Would you buy an SSL certificate from this man?



John McAfee is preparing an SSL certificate service, but beyond its cut-rate prices, little is new here but salesmanship

 Never one to pass up a PR opportunity, John McAfee is preparing to overturn the security certificate industry ... or so he claims.

According to Silicon Angle, a new venture by McAfee, BlackCert, will sell SSL (actually TLS) certificates at a price point and backed by protections that McAfee claims to be unmatched elsewhere in the industry. The hard part is figuring out where McAfee's marketing ends and innovation begins.

McAfee's pitch for BlackCert involves a few key selling points: unlimited server licensing, liability protection for each certificate, and prices that are meant to undercut the competition. The last of these seems true: DigiCert has a one-year certificate, priced at $175, available for unlimited servers, while BlackCert's basic SSL (also for unlimited server use) is $69.

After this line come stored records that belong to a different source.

////////////////////////////////////////////////////////////////////////////////
// This file is part of "Ad Astra", an embeddable scripting programming       //
// language platform.                                                         //
//                                                                            //
// This work is proprietary software with source-available code.              //
//                                                                            //
// To copy, use, distribute, or contribute to this work, you must agree to    //
// the terms of the General License Agreement:                                //
//                                                                            //
// https://github.com/Eliah-Lakhin/ad-astra/blob/master/EULA.md               //
//                                                                            //
// The agreement grants a Basic Commercial License, allowing you to use       //
// this work in non-commercial and limited commercial products with a total   //
// gross revenue cap. To remove this commercial limit for one of your         //
// products, you must acquire a Full Commercial License.                      //
//                                                                            //
// If you contribute to the source code, documentation, or related materials, //
// you must grant me an exclusive license to these contributions.             //
// Contributions are governed by the "Contributions" section of the General   //
// License Agreement.                                                         //
//                                                                            //
// Copying the work in parts is strictly forbidden, except as permitted       //
// under the General License Agreement.                                       //
//                                                                            //
// If you do not or cannot agree to the terms of this Agreement,              //
// do not use this work.                                                      //
//                                                                            //
// This work is provided "as is", without any warranties, express or implied, //
// except where such disclaimers are legally invalid.                         //
//                                                                            //
// Copyright (c) 2024 Ilya Lakhin (Илья Александрович Лахин).                 //
// All rights reserved.                                                       //
////////////////////////////////////////////////////////////////////////////////

use lady_deirdre::analysis::TaskHandle;

use crate::{
    analysis::{classifier::log_unit, stitcher::ScopeStitcher, Declaration, ResolveResult},
    report::system_panic,
    semantics::{
        BindingDelta,
        BodyResolveMode,
        BodyResolver,
        DependencyForcer,
        DescriptorKind,
        DescriptorRef,
        FlowFacts,
        FqName,
        Reference,
        ResolutionScope,
        Resolver,
        SemanticBinding,
        StatementFilter,
        Symbol,
        Ty,
    },
    syntax::{ElementRef, SyntaxKind},
};

// Runs the resolution strategy of a unit and packs the produced facts into
// a binding overlay.
pub(crate) struct ResolutionDispatcher<'r, 's, H: TaskHandle> {
    resolver: &'r Resolver<'s, H>,
}
////////////////////////////////////////////////////////////////////////////////
// This file is part of "Ad Astra", an embeddable scripting programming       //
// language platform.                                                         //
//                                                                            //
// This work is proprietary software with source-available code.              //
//                                                                            //
// To copy, use, distribute, or contribute to this work, you must agree to    //
// the terms of the General License Agreement:                                //
//                                                                            //
// https://github.com/Eliah-Lakhin/ad-astra/blob/master/EULA.md               //
//                                                                            //
// The agreement grants a Basic Commercial License, allowing you to use       //
// this work in non-commercial and limited commercial products with a total   //
// gross revenue cap. To remove this commercial limit for one of your         //
// products, you must acquire a Full Commercial License.                      //
//                                                                            //
// If you contribute to the source code, documentation, or related materials, //
// you must grant me an exclusive license to these contributions.             //
// Contributions are governed by the "Contributions" section of the General   //
// License Agreement.                                                         //
//                                                                            //
// Copying the work in parts is strictly forbidden, except as permitted       //
// under the General License Agreement.                                       //
//                                                                            //
// If you do not or cannot agree to the terms of this Agreement,              //
// do not use this work.                                                      //
//                                                                            //
// This work is provided "as is", without any warranties, express or implied, //
// except where such disclaimers are legally invalid.                         //
//                                                                            //
// Copyright (c) 2024 Ilya Lakhin (Илья Александрович Лахин).                 //
// All rights reserved.                                                       //
////////////////////////////////////////////////////////////////////////////////

use lady_deirdre::analysis::TaskHandle;
use log::debug;

use crate::{
    analysis::ResolveResult,
    semantics::{BodyResolveMode, FlowFacts, ResolutionScope, Resolver, SemanticBinding, RESOLVE_LOG},
    syntax::{ElementRef, SyntaxKind},
};

// The scope and the flow facts a code fragment is evaluated with.
pub(crate) struct Stitched {
    pub(crate) scope: ResolutionScope,
    pub(crate) facts: FlowFacts,
}

// Builds the resolution environment of a code fragment from the context
// element the fragment is attached to.
pub(crate) struct ScopeStitcher<'r, 's, H: TaskHandle> {
    resolver: &'r Resolver<'s, H>,
}

impl<'r, 's, H: TaskHandle> ScopeStitcher<'r, 's, H> {
    #[inline(always)]
    pub(crate) fn new(resolver: &'r Resolver<'s, H>) -> Self {
        Self { resolver }
    }

    // Returns None if the fragment has no context, or if the context does
    // not provide a scope.
    //
    // The context scope goes first. Names declared inside the fragment are
    // pushed on top of the stitched scope during the fragment analysis.
    pub(crate) fn stitch(
        &self,
        fragment: &ElementRef,
        mode: BodyResolveMode,
    ) -> ResolveResult<Option<Stitched>> {
        let tree = self.resolver.tree();

        let Some(context) = tree.fragment_context(fragment) else {
            return Ok(None);
        };

        let Some(context_element) = context.deref(tree) else {
            debug!(
                target: RESOLVE_LOG,
                "[{fragment}] Fragment context {context} is not a part of the tree.",
            );

            return Ok(None);
        };

        let (context_scope, facts) = match context_element.kind {
            SyntaxKind::Class => (self.resolver.class_member_scope(&context), FlowFacts::new()),

            SyntaxKind::Block => {
                let Some(anchor) = context_element.children.last() else {
                    debug!(
                        target: RESOLVE_LOG,
                        "[{fragment}] Fragment context block {context} is empty.",
                    );

                    return Ok(None);
                };

                let binding = self.resolve_context(anchor, BodyResolveMode::Full)?;

                match Self::read_context(&binding, anchor) {
                    Some(environment) => environment,
                    None => return Ok(None),
                }
            }

            kind if kind.is_expression() => {
                let binding = self.resolve_context(&context, mode)?;

                match Self::read_context(&binding, &context) {
                    Some(environment) => environment,
                    None => return Ok(None),
                }
            }

            _ => {
                debug!(
                    target: RESOLVE_LOG,
                    "[{fragment}] Unsupported fragment context {} {context}.",
                    context_element.kind,
                );

                return Ok(None);
            }
        };

        let own_scope = self.resolver.file_scope(fragment);

        Ok(Some(Stitched {
            scope: ResolutionScope::chain(&context_scope, &own_scope),
            facts,
        }))
    }

    #[inline(always)]
    fn resolve_context(
        &self,
        context: &ElementRef,
        mode: BodyResolveMode,
    ) -> ResolveResult<SemanticBinding> {
        self.resolver.session.resolve_with(self.resolver, context, mode)
    }

    fn read_context(
        binding: &SemanticBinding,
        anchor: &ElementRef,
    ) -> Option<(ResolutionScope, FlowFacts)> {
        let scope = binding
            .accumulated_scope(anchor)
            .or_else(|| binding.resolution_scope(anchor))?;

        let facts = binding.flow_facts(anchor).unwrap_or_default();

        Some((scope, facts))
    }
}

But beyond the pricing, the pitch is indistinguishable from what existing vendors already offer. DigiCert, for instance, has its own $1 million relying party warranty, which it has offered, along with the unlimited server license, since 2014.

BlackCert seems to be doing little about the larger problem with certificates apart from cost: the management issues they pose. Such issues aren't trivial; both Microsoft and Google have been whacked big time by certificates that expired under their noses.

If there's any disruption of the certificate industry, it's coming the Linux Foundation's Let's Encrypt project. Aside from offering free certificates backed by Mozilla, this initiative also promises a management infrastructure that makes the process of upgrading to new certificates "as simple as apt-get."

It's easy to be skeptical there, too. Let's Encrypt recently updated its launch schedule to November of this year, back from September, and its command-line tooling will also need to encompass a broad range of third-party products (such as Microsoft Exchange) to be truly useful. But the concept for Let's Encrypt alone is far more disruptive than anything proffered by BlackCert.